GOAL OF THE EXERCISE
Once you reach the line containing "filename claude/src/types.rs" in the entries below, write out that line and each one after it down to the line containing "pub fn with_max_tokens(mut", exactly and with nothing added.

* * * * *

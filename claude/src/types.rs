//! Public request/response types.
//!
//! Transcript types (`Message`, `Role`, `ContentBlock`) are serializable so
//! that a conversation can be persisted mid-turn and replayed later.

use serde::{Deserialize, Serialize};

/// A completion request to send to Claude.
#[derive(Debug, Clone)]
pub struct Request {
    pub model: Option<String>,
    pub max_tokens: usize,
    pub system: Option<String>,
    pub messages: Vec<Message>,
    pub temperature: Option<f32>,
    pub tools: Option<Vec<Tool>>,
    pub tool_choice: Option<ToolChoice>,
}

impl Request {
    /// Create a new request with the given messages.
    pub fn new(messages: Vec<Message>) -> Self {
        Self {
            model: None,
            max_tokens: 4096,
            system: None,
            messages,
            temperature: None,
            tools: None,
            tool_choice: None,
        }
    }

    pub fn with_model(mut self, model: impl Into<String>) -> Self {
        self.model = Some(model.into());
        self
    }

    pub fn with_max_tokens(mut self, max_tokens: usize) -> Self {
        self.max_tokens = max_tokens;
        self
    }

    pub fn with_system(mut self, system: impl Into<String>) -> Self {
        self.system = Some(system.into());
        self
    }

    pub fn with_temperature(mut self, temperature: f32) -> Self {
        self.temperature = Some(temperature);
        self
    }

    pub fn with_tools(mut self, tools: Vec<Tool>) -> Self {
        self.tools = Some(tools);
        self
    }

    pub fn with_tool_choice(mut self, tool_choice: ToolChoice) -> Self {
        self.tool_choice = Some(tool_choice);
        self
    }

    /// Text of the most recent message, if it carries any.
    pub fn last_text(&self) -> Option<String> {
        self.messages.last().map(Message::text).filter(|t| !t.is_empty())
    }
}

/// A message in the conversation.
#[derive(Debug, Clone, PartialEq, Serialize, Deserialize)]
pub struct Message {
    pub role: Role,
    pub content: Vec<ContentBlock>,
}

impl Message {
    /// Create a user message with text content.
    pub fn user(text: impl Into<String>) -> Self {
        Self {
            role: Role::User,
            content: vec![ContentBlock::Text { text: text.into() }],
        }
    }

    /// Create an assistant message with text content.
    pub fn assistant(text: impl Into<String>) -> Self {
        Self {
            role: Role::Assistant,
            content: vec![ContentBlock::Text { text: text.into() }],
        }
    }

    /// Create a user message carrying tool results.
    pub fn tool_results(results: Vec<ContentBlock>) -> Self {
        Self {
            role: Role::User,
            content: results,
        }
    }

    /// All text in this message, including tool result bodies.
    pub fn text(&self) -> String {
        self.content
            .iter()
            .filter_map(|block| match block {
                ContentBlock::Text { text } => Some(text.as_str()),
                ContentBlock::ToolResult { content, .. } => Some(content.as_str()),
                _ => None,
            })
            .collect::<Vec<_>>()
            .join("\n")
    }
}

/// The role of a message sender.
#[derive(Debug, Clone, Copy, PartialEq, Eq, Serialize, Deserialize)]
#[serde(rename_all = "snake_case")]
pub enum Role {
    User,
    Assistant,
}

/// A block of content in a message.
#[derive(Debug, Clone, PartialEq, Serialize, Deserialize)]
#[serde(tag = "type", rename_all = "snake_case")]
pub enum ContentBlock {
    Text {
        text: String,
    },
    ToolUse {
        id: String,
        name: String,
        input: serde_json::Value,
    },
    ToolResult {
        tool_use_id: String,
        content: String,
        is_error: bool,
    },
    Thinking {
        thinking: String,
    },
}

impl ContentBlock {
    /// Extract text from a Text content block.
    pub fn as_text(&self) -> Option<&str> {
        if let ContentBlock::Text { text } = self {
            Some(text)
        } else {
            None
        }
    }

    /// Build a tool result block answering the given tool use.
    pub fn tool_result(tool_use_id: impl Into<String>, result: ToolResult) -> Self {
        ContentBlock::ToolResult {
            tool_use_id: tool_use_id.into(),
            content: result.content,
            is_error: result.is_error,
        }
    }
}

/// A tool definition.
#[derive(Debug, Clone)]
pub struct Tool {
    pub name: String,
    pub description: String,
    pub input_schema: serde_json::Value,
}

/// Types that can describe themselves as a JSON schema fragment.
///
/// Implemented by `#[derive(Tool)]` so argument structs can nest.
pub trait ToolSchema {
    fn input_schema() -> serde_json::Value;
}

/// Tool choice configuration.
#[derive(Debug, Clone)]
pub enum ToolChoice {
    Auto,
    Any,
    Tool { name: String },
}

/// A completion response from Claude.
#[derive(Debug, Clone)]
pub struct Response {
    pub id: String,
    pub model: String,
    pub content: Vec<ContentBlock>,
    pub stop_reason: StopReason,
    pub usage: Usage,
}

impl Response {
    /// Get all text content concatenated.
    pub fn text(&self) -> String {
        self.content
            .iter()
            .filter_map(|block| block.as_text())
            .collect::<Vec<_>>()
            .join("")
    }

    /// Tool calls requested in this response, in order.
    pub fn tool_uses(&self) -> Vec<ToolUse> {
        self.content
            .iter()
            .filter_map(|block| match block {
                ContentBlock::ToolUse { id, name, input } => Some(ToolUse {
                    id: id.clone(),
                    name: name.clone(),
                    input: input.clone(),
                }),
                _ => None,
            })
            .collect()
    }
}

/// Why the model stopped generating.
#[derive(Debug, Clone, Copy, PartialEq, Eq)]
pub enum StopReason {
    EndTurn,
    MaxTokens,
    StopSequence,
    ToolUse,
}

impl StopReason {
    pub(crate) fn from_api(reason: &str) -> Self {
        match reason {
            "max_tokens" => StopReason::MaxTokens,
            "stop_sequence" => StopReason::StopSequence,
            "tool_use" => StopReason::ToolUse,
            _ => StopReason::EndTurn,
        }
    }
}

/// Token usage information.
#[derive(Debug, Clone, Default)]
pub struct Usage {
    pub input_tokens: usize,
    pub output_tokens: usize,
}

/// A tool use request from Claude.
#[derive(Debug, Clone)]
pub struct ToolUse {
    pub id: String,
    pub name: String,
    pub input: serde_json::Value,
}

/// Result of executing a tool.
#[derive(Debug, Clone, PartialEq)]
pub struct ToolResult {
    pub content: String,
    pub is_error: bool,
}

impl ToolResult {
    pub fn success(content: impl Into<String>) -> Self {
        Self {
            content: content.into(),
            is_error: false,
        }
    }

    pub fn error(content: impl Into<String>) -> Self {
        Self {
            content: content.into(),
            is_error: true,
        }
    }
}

* * * * *

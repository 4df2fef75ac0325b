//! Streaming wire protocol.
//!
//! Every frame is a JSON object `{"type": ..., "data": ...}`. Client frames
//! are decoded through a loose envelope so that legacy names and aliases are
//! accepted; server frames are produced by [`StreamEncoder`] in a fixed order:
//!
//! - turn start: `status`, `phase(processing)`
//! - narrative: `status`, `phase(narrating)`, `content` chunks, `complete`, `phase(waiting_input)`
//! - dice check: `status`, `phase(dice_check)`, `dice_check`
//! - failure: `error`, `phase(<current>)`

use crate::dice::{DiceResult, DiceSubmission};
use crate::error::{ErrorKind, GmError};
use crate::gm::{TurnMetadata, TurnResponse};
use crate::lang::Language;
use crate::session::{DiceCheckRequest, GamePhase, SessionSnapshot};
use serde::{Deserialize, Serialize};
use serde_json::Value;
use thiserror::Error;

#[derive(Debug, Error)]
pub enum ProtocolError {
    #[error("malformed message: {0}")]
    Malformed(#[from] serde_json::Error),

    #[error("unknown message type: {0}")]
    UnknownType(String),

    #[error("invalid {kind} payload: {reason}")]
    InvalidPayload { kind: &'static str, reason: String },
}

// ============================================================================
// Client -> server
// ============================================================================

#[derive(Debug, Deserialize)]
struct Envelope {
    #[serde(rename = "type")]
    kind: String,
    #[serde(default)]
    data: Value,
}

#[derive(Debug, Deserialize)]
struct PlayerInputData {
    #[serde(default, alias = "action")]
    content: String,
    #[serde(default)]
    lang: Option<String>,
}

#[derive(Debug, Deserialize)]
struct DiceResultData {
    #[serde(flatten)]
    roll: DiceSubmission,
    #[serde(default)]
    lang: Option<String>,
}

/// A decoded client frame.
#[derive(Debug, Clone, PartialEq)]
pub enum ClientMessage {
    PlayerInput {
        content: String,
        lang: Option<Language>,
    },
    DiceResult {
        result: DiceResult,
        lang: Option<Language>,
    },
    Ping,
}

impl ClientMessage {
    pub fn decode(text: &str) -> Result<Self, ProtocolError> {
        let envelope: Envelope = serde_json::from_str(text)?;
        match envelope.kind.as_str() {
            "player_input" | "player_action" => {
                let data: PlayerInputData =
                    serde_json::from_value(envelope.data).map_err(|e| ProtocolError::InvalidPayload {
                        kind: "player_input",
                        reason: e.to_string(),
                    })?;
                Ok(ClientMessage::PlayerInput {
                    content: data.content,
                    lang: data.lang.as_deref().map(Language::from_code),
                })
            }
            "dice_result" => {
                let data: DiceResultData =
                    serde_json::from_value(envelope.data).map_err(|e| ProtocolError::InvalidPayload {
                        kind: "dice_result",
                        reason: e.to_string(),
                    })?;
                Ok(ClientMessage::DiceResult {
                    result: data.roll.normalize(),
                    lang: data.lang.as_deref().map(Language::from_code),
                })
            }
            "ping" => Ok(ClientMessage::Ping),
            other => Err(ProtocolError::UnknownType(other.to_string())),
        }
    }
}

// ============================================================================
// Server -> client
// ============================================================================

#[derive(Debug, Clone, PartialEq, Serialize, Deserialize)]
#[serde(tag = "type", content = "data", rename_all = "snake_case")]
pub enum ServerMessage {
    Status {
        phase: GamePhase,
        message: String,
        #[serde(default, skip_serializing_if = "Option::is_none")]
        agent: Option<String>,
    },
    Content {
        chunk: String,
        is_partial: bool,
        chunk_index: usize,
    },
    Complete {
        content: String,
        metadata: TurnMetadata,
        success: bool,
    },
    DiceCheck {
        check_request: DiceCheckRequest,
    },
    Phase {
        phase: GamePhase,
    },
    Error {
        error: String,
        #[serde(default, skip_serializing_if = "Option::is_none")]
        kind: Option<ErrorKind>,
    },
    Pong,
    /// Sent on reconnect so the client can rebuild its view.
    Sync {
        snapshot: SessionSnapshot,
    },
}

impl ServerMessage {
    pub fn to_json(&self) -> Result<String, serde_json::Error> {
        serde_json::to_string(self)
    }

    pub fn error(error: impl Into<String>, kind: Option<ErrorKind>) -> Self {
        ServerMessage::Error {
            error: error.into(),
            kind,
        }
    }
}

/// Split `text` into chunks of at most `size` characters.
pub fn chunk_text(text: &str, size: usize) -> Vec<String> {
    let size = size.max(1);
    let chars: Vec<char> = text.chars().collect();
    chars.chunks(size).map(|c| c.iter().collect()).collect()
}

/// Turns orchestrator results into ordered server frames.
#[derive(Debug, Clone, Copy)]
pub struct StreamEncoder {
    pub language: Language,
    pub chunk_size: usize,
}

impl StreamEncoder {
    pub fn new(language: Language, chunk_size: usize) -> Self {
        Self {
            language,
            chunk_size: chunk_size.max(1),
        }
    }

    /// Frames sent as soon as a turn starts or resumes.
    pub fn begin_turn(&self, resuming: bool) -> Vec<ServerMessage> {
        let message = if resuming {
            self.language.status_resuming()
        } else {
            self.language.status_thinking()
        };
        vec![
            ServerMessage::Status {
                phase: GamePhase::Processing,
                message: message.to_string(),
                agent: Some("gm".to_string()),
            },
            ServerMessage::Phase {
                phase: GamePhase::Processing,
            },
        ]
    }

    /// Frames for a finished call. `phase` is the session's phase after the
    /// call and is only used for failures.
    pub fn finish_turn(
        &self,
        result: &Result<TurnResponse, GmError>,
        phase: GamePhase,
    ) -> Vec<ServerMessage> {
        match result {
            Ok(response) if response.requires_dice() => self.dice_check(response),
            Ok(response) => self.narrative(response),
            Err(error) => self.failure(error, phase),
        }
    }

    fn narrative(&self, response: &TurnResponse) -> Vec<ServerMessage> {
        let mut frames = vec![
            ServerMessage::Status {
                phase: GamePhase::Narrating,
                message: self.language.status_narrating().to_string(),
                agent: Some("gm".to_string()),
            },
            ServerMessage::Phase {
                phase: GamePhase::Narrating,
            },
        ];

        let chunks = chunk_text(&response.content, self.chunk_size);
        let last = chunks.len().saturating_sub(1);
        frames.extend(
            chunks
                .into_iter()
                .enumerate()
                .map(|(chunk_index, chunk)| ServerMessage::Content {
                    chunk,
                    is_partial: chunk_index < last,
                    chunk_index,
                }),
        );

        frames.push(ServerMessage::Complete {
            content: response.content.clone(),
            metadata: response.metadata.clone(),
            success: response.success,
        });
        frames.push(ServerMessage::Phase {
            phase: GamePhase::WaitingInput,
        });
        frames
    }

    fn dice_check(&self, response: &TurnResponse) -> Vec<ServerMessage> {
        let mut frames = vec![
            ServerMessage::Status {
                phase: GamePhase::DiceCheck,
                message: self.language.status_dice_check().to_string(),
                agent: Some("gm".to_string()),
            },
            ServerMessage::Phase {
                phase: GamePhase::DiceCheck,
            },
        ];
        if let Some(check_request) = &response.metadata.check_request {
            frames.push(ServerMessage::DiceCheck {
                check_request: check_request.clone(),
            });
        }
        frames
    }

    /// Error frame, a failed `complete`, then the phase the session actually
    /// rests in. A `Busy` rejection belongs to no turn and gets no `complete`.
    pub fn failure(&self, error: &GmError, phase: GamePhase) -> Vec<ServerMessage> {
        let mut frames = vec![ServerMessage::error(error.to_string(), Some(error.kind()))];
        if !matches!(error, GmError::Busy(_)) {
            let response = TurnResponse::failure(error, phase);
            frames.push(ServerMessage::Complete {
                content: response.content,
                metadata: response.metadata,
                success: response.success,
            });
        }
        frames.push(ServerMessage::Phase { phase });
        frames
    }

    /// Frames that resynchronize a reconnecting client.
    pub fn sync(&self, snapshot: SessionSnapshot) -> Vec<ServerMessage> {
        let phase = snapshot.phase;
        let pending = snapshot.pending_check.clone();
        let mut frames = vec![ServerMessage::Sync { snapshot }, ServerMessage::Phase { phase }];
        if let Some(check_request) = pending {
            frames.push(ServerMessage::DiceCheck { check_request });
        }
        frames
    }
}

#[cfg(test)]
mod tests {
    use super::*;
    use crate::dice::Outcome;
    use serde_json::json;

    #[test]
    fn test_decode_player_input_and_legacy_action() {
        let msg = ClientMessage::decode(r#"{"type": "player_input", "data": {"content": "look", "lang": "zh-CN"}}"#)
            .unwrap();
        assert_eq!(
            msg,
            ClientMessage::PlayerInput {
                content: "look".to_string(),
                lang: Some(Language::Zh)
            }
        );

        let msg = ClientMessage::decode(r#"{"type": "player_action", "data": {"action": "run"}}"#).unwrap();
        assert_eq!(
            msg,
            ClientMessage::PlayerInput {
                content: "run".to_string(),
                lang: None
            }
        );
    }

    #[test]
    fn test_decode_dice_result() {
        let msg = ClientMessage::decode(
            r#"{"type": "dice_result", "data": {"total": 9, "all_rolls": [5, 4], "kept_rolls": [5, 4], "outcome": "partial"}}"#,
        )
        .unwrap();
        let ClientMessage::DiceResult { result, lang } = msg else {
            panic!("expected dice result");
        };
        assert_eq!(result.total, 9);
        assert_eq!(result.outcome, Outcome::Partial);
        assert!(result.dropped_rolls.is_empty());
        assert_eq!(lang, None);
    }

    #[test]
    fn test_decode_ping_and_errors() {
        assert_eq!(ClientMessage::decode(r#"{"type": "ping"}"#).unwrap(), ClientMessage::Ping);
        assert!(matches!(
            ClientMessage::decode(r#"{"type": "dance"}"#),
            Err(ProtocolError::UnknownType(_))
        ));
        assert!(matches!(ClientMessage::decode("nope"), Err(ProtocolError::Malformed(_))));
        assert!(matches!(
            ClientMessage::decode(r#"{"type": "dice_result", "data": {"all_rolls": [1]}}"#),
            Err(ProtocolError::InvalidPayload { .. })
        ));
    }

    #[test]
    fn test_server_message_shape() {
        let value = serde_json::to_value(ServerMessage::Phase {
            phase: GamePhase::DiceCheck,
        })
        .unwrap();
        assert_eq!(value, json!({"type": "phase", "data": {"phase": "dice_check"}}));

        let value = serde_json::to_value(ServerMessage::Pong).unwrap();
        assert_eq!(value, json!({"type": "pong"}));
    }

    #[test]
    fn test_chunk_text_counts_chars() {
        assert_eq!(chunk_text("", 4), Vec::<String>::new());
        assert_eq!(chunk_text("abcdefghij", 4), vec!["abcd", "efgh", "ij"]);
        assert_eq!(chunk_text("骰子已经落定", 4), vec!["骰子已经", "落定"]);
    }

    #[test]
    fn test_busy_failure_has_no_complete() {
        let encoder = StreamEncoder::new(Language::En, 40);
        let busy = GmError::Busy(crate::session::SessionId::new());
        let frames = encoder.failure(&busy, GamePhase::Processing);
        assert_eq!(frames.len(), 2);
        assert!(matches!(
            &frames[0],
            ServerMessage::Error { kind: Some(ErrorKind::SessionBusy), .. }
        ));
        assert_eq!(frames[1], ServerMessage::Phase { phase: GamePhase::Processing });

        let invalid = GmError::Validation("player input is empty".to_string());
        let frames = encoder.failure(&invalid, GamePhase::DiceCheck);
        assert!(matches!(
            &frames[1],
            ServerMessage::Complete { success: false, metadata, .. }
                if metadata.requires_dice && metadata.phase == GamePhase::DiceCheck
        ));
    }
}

* * * * *

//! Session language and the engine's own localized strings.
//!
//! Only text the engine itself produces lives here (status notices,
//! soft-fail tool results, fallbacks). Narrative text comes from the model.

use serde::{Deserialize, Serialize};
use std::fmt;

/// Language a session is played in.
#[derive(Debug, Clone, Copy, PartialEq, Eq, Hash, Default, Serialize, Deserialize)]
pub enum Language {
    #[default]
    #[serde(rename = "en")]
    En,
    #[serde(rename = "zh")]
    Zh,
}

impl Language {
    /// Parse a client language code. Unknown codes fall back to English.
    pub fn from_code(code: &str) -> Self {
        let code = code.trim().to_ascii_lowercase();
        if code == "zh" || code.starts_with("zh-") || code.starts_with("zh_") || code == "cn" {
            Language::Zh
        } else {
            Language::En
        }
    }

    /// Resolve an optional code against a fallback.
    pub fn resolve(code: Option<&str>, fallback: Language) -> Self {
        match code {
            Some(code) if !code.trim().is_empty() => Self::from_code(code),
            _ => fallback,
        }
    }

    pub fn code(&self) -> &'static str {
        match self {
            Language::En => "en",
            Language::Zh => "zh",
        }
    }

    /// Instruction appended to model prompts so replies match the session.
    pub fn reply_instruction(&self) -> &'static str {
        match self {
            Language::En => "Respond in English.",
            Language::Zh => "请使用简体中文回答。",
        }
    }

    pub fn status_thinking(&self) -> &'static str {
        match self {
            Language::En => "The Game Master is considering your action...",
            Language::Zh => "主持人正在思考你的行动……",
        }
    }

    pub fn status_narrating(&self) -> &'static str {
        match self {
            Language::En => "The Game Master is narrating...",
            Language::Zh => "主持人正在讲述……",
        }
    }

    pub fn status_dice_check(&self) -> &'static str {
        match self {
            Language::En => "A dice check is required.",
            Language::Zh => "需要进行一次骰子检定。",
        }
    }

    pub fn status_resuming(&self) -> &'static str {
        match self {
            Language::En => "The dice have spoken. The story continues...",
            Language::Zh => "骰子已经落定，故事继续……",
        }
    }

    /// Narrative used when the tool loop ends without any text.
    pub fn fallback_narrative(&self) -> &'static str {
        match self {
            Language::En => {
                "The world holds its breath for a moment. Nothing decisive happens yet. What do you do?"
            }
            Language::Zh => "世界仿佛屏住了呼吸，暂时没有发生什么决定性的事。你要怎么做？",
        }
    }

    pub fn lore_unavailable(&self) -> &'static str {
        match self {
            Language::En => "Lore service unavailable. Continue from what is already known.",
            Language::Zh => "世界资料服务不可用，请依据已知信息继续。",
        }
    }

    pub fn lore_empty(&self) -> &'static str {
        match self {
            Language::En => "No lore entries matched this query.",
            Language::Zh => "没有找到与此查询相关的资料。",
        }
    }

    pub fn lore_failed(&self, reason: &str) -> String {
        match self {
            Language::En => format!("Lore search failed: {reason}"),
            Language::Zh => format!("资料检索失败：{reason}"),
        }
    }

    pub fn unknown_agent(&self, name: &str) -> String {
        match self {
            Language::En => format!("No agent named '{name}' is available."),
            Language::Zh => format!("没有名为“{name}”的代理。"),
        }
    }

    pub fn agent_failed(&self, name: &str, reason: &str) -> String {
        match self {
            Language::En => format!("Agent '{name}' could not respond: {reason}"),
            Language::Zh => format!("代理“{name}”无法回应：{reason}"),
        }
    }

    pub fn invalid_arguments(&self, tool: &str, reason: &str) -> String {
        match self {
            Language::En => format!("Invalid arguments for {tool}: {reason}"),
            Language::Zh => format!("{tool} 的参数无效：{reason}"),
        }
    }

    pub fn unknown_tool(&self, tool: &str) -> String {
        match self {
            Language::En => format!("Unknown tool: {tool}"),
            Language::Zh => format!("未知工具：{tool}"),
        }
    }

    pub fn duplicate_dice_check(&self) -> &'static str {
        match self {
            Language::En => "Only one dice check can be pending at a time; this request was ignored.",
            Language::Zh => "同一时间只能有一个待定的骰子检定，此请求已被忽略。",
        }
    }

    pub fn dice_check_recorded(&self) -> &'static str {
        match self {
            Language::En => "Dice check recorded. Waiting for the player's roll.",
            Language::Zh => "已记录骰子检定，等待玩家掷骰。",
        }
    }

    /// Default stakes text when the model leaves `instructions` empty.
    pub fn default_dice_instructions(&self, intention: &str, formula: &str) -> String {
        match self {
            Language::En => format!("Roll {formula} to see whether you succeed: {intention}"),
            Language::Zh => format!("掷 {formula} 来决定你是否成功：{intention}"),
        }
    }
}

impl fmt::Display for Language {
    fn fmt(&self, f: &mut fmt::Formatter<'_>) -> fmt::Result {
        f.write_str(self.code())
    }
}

* * * * *

EXERCISE OUTPUT
filename claude/src/types.rs
//! Public request/response types.
//!
//! Transcript types (`Message`, `Role`, `ContentBlock`) are serializable so
//! that a conversation can be persisted mid-turn and replayed later.

use serde::{Deserialize, Serialize};

/// A completion request to send to Claude.
#[derive(Debug, Clone)]
pub struct Request {
    pub model: Option<String>,
    pub max_tokens: usize,
    pub system: Option<String>,
    pub messages: Vec<Message>,
    pub temperature: Option<f32>,
    pub tools: Option<Vec<Tool>>,
    pub tool_choice: Option<ToolChoice>,
}

impl Request {
    /// Create a new request with the given messages.
    pub fn new(messages: Vec<Message>) -> Self {
        Self {
            model: None,
            max_tokens: 4096,
            system: None,
            messages,
            temperature: None,
            tools: None,
            tool_choice: None,
        }
    }

    pub fn with_model(mut self, model: impl Into<String>) -> Self {
        self.model = Some(model.into());
        self
    }

    pub fn with_max_tokens(mut self, max_tokens: usize) -> Self {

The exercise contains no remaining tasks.